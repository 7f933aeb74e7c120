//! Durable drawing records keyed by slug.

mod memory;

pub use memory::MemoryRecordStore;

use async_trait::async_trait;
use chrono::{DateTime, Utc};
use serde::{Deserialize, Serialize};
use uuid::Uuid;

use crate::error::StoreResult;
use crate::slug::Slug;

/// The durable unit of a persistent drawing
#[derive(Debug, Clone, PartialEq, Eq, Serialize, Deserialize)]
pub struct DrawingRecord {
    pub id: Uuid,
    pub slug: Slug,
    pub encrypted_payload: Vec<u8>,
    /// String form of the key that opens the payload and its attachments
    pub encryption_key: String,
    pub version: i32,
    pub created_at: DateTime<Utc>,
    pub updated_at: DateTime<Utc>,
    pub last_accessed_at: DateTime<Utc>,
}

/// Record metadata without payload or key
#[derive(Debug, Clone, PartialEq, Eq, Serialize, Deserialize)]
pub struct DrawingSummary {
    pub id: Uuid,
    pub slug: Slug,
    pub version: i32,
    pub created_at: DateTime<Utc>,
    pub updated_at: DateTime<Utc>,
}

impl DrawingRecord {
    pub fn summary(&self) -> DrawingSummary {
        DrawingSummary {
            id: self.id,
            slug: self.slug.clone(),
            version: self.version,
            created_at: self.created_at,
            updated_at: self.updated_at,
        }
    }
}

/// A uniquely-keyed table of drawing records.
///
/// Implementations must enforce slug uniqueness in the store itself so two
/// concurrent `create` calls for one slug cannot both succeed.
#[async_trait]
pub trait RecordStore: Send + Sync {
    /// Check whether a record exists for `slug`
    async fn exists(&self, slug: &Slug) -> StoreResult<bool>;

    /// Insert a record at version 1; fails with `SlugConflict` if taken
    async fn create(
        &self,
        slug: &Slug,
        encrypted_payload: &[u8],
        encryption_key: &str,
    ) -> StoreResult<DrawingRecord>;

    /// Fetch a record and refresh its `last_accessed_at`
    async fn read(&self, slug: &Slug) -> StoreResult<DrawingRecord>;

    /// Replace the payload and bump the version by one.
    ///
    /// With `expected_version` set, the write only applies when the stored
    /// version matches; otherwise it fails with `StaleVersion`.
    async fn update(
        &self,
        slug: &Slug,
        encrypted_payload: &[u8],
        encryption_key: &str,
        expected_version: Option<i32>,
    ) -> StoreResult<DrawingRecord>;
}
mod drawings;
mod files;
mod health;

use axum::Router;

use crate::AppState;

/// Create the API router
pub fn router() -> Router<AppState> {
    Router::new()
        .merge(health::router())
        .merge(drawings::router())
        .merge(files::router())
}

━━━━━━━━━━

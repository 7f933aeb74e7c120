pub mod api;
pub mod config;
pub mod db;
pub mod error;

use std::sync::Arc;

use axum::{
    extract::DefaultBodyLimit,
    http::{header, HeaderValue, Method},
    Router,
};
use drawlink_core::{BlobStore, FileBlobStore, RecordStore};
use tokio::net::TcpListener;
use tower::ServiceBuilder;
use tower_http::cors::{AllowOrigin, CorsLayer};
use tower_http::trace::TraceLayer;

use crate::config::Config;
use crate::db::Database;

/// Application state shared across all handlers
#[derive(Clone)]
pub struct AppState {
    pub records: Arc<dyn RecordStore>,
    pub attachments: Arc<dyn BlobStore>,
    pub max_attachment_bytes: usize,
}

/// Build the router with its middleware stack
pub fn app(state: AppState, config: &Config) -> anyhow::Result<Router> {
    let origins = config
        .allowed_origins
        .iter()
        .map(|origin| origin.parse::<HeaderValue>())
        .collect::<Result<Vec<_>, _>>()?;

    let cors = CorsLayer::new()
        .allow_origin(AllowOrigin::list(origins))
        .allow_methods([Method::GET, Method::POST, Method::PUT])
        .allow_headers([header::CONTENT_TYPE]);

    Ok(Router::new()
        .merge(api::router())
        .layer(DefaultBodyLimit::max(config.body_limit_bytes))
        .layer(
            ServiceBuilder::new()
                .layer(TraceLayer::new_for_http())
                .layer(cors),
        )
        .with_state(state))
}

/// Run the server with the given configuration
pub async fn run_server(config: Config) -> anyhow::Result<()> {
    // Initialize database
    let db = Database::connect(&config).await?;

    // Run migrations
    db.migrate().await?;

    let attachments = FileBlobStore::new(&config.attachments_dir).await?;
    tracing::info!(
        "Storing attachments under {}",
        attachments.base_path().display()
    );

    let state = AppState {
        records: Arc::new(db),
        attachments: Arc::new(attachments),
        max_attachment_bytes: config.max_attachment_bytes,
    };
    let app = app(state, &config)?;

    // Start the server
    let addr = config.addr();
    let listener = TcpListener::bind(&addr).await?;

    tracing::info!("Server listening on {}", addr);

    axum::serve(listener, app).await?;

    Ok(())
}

━━━━━━━━━━

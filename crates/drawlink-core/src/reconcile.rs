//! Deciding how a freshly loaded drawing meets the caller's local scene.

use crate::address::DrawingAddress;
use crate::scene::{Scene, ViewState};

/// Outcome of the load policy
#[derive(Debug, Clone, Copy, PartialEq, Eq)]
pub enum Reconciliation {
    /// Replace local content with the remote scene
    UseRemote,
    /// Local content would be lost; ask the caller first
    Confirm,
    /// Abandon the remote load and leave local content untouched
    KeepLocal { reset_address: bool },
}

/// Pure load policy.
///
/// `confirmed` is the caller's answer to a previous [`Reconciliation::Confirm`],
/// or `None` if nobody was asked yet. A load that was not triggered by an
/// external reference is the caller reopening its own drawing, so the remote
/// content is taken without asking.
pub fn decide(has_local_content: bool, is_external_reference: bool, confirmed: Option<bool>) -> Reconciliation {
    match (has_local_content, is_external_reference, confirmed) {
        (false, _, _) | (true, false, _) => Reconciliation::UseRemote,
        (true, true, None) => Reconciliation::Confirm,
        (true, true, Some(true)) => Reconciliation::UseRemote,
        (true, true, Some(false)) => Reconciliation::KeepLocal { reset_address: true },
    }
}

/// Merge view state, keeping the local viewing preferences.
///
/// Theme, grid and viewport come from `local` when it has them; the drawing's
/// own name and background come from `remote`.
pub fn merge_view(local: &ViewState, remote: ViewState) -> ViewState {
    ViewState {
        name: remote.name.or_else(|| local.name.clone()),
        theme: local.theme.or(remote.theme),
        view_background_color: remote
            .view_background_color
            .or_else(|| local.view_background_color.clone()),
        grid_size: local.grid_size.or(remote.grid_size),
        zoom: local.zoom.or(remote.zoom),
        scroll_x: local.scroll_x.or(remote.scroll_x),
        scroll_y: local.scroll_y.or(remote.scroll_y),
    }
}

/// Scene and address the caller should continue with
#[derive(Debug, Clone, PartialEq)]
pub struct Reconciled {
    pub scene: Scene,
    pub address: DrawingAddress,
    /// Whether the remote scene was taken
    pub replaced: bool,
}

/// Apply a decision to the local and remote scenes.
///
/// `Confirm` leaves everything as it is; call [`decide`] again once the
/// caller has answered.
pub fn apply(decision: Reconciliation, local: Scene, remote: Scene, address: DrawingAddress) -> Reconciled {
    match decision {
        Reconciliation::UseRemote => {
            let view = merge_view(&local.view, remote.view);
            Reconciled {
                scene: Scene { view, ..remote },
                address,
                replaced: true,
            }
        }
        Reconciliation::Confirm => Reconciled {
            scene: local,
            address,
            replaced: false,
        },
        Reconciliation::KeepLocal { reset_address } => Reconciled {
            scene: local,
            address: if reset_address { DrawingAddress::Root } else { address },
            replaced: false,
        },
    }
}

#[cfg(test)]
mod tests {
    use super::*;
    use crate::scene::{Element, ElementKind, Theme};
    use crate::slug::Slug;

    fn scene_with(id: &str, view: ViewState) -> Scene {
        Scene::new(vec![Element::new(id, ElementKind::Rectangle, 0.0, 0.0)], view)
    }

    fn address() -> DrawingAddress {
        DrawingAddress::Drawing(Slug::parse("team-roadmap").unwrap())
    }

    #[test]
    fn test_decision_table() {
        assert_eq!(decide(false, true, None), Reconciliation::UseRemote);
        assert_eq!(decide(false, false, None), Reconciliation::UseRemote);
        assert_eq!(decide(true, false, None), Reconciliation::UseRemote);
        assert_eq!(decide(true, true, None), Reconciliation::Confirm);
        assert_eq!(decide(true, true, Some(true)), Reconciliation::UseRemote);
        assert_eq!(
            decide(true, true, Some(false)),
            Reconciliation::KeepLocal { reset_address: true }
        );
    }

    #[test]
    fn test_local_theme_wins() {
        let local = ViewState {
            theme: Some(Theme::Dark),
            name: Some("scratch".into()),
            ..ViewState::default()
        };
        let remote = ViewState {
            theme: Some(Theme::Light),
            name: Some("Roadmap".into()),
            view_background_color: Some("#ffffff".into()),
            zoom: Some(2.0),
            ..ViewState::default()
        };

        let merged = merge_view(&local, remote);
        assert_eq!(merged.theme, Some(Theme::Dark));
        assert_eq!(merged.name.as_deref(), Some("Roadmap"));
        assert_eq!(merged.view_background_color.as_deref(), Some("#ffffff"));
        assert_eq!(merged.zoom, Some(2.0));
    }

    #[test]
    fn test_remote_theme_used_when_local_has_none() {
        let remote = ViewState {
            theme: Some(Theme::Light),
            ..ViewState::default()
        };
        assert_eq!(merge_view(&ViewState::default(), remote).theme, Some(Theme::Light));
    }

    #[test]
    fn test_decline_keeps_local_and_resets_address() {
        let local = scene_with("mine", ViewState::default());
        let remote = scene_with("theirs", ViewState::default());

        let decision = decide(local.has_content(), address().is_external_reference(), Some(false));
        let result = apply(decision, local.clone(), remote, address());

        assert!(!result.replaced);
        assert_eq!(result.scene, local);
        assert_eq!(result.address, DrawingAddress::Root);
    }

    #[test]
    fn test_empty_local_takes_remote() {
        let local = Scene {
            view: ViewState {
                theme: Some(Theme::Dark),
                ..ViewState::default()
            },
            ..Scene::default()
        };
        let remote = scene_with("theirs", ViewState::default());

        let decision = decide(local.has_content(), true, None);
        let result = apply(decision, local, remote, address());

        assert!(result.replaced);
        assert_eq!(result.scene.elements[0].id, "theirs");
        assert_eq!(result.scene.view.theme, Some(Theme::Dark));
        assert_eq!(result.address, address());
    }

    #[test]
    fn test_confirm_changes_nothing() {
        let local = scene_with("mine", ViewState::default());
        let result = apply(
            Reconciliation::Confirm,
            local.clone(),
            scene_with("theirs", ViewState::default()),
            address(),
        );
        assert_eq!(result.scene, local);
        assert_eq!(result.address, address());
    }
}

━━━━━━━━━━

> _What to produce_
From the records above, quote only the lines running from the line with "filename crates/drawlink-core/src/reconcile.rs" to the line with "pub enum Reconciliation", both lines included.

> _Response for this exercise_
filename crates/drawlink-core/src/reconcile.rs
//! Deciding how a freshly loaded drawing meets the caller's local scene.

use crate::address::DrawingAddress;
use crate::scene::{Scene, ViewState};

/// Outcome of the load policy
#[derive(Debug, Clone, Copy, PartialEq, Eq)]
pub enum Reconciliation {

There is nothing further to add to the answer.